Et leurs pieds réveillaient leurs maîtres sous la tente.
Et leurs maîtres penchés sur les selles de fer
Descendaient des vallons comme un torrent d’hiver.
Oh ! Que le vent gonflait le pli de leur bannière !
Que leurs pas orgueilleux soulevaient de poussière !
Qu’ils prenaient en un jour de royaumes peuplés
De villes et de tours et de murs écroulés !

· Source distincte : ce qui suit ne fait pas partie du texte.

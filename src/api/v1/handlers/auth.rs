/*
 * Responsibility
 * - POST /auth/signup, POST /auth/login (認証なしで token を発行する唯一の入口)
 */
use axum::{Json, extract::State, http::StatusCode};

use crate::{
    api::v1::{
        dto::auth::{LoginRequest, SessionResponse, SignupRequest},
        extractors::ApiJson,
    },
    error::AppError,
    state::AppState,
};

pub async fn signup(
    State(state): State<AppState>,
    ApiJson(req): ApiJson<SignupRequest>,
) -> Result<(StatusCode, Json<SessionResponse>), AppError> {
    let session = state.users.signup(req.into()).await?;
    Ok((StatusCode::CREATED, Json(session.into())))
}

pub async fn login(
    State(state): State<AppState>,
    ApiJson(req): ApiJson<LoginRequest>,
) -> Result<Json<SessionResponse>, AppError> {
    let session = state.users.login(&req.email, &req.password).await?;
    Ok(Json(session.into()))
}
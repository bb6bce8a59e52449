//! `Json<T>` whose rejection uses the API error envelope.
//!
//! Bad syntax and wrong shapes are 400. Other rejections keep their own
//! status (415 without a JSON content type, 413 over the body limit).
use axum::{
    Json,
    extract::{FromRequest, Request, rejection::JsonRejection},
    http::StatusCode,
};

use crate::error::AppError;

#[derive(Debug, Clone)]
pub struct ApiJson<T>(pub T);

fn rejection_error(rejection: &JsonRejection) -> AppError {
    match rejection {
        JsonRejection::JsonSyntaxError(_) | JsonRejection::JsonDataError(_) => {
            AppError::BadRequest("invalid JSON body")
        }
        JsonRejection::MissingJsonContentType(_) => AppError::Rejected {
            status: StatusCode::UNSUPPORTED_MEDIA_TYPE,
            message: "content type must be application/json",
        },
        other => {
            let status = other.status();
            let message = match status {
                StatusCode::PAYLOAD_TOO_LARGE => "request body too large",
                _ => status.canonical_reason().unwrap_or("invalid request body"),
            };
            AppError::Rejected { status, message }
        }
    }
}

impl<T, S> FromRequest<S> for ApiJson<T>
where
    Json<T>: FromRequest<S, Rejection = JsonRejection>,
    S: Send + Sync,
{
    type Rejection = AppError;

    async fn from_request(req: Request, state: &S) -> Result<Self, Self::Rejection> {
        match Json::<T>::from_request(req, state).await {
            Ok(Json(value)) => Ok(ApiJson(value)),
            Err(rejection) => {
                tracing::debug!(
                    status = %rejection.status(),
                    error = %rejection.body_text(),
                    "rejected request body"
                );
                Err(rejection_error(&rejection))
            }
        }
    }
}
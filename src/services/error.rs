/*
 * Responsibility
 * - service 境界を越えるエラーの定義
 * - DomainError: クライアントに意味のある閉じた種類 (メッセージは固定文字列のみ)
 * - ServiceError::Internal: それ以外すべて (原因はログにだけ残す)
 */
use std::fmt;

use thiserror::Error;

use crate::repos::RepoError;

#[derive(Debug, Clone, Copy, PartialEq, Eq)]
pub enum Resource {
    User,
    TodoList,
    Todo,
}

impl Resource {
    pub fn as_str(&self) -> &'static str {
        match self {
            Resource::User => "user",
            Resource::TodoList => "todo list",
            Resource::Todo => "todo",
        }
    }
}

impl fmt::Display for Resource {
    fn fmt(&self, f: &mut fmt::Formatter<'_>) -> fmt::Result {
        f.write_str(self.as_str())
    }
}

#[derive(Debug, Clone, PartialEq, Eq, Error)]
pub enum DomainError {
    #[error("{0} not found")]
    NotFound(Resource),
    #[error("{0}")]
    InvalidInput(&'static str),
    #[error("{0} is already taken")]
    Duplicate(&'static str),
    #[error("{0}")]
    Unauthorized(&'static str),
    #[error("{0}")]
    Forbidden(&'static str),
}

#[derive(Debug, Error)]
pub enum ServiceError {
    #[error(transparent)]
    Domain(#[from] DomainError),
    #[error("{context}")]
    Internal {
        context: &'static str,
        #[source]
        source: anyhow::Error,
    },
}

impl ServiceError {
    pub fn internal(context: &'static str, source: impl Into<anyhow::Error>) -> Self {
        Self::Internal {
            context,
            source: source.into(),
        }
    }

    pub fn domain(&self) -> Option<&DomainError> {
        match self {
            Self::Domain(e) => Some(e),
            Self::Internal { .. } => None,
        }
    }
}

impl From<RepoError> for ServiceError {
    fn from(e: RepoError) -> Self {
        Self::internal("storage failure", e)
    }
}

pub type ServiceResult<T> = Result<T, ServiceError>;
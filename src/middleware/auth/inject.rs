//! Stage 3: claims を Identity に変換して RequestContext に載せる
//!
//! handler はここで入れた RequestContext を CurrentUser extractor 経由でしか見ない。

use axum::{body::Body, http::Request, middleware::Next, response::Response};

use crate::api::v1::extractors::RequestContext;
use crate::error::AppError;

use super::authenticate::AuthenticatedClaims;

pub async fn inject_identity(mut req: Request<Body>, next: Next) -> Result<Response, AppError> {
    let Some(AuthenticatedClaims(claims)) = req.extensions_mut().remove::<AuthenticatedClaims>()
    else {
        tracing::error!(uri = %req.uri(), "identity injection ran before authentication");
        return Err(AppError::invalid_token());
    };

    let base = req
        .extensions()
        .get::<RequestContext>()
        .cloned()
        .unwrap_or_default();

    let ctx = base.attach(claims.into_identity()).map_err(|err| {
        tracing::error!(error = %err, "request context already carries an identity");
        AppError::Internal
    })?;

    req.extensions_mut().insert(ctx);

    Ok(next.run(req).await)
}
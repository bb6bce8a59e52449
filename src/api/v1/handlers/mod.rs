/*
 * Responsibility
 * - v1 handler の束ね
 * - handler は extractor で受け、service を呼び、DTO にして返すだけ
 */
pub mod auth;
pub mod health;
pub mod todo_lists;
pub mod todos;
pub mod users;
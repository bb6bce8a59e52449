/**
 * Responsibility
 * - repo が上位に伝える意味の定義
 * - unique 制約違反 (23505) だけは Conflict として区別する
 */
use thiserror::Error;

#[derive(Debug, Error)]
pub enum RepoError {
    #[error("db error")]
    Db(#[source] sqlx::Error),
    #[error("conflict")]
    Conflict,
}

impl RepoError {
    pub fn from_sqlx(e: sqlx::Error) -> Self {
        if let sqlx::Error::Database(dbe) = &e
            && dbe.code().as_deref() == Some("23505")
        {
            return RepoError::Conflict;
        }
        RepoError::Db(e)
    }
}

impl From<sqlx::Error> for RepoError {
    fn from(e: sqlx::Error) -> Self {
        Self::from_sqlx(e)
    }
}

pub type RepoResult<T> = Result<T, RepoError>;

Sans parler du désert, ni visiter l’Asie,
Ni le flot du Jourdain, ni sa source asservie ;
Sans toucher vingt états, vers le Nil égarés,
Ni les tours du kremlin, ni les hauts minarets ;
Ni les châteaux du Rhin sur leurs rives humides ;
Sans nommer l’alhambra, ni les sept pyramides.
Et maintenant les boucs ont dispersé leurs os ;
Et leur chef en son île, insulté par les flots,
Muet, découronné, prisonnier, sur la plage
Écoute jour et nuit le bruit de son naufrage ;
Et, comme un porte-clef, sur ses pas, l’océan
Fait sonner haut sa grève et l’abîme béant.
Reviendront-ils bientôt dans la terre de France,
Ceux qui savaient briser la lance avec la lance ?
Que tardent-ils ? Le glaive a-t-il tari leur sang ?
La maison dépeuplée attend son maître absent.